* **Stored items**
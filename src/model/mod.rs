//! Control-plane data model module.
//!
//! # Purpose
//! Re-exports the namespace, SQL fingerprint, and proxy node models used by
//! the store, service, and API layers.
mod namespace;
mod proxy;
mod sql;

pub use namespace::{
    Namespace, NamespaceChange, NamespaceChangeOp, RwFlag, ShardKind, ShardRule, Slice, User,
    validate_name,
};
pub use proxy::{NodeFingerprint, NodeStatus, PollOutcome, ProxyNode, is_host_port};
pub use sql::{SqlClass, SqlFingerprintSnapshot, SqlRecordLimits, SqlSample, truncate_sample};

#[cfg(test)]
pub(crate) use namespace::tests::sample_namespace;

* **WHAT YOU SHOULD DO**
Show the lines of the records that include the string "proxy".

* **SOLUTION**
//! Re-exports the namespace, SQL fingerprint, and proxy node models used by
mod proxy;
pub use proxy::{NodeFingerprint, NodeStatus, PollOutcome, ProxyNode, is_host_port};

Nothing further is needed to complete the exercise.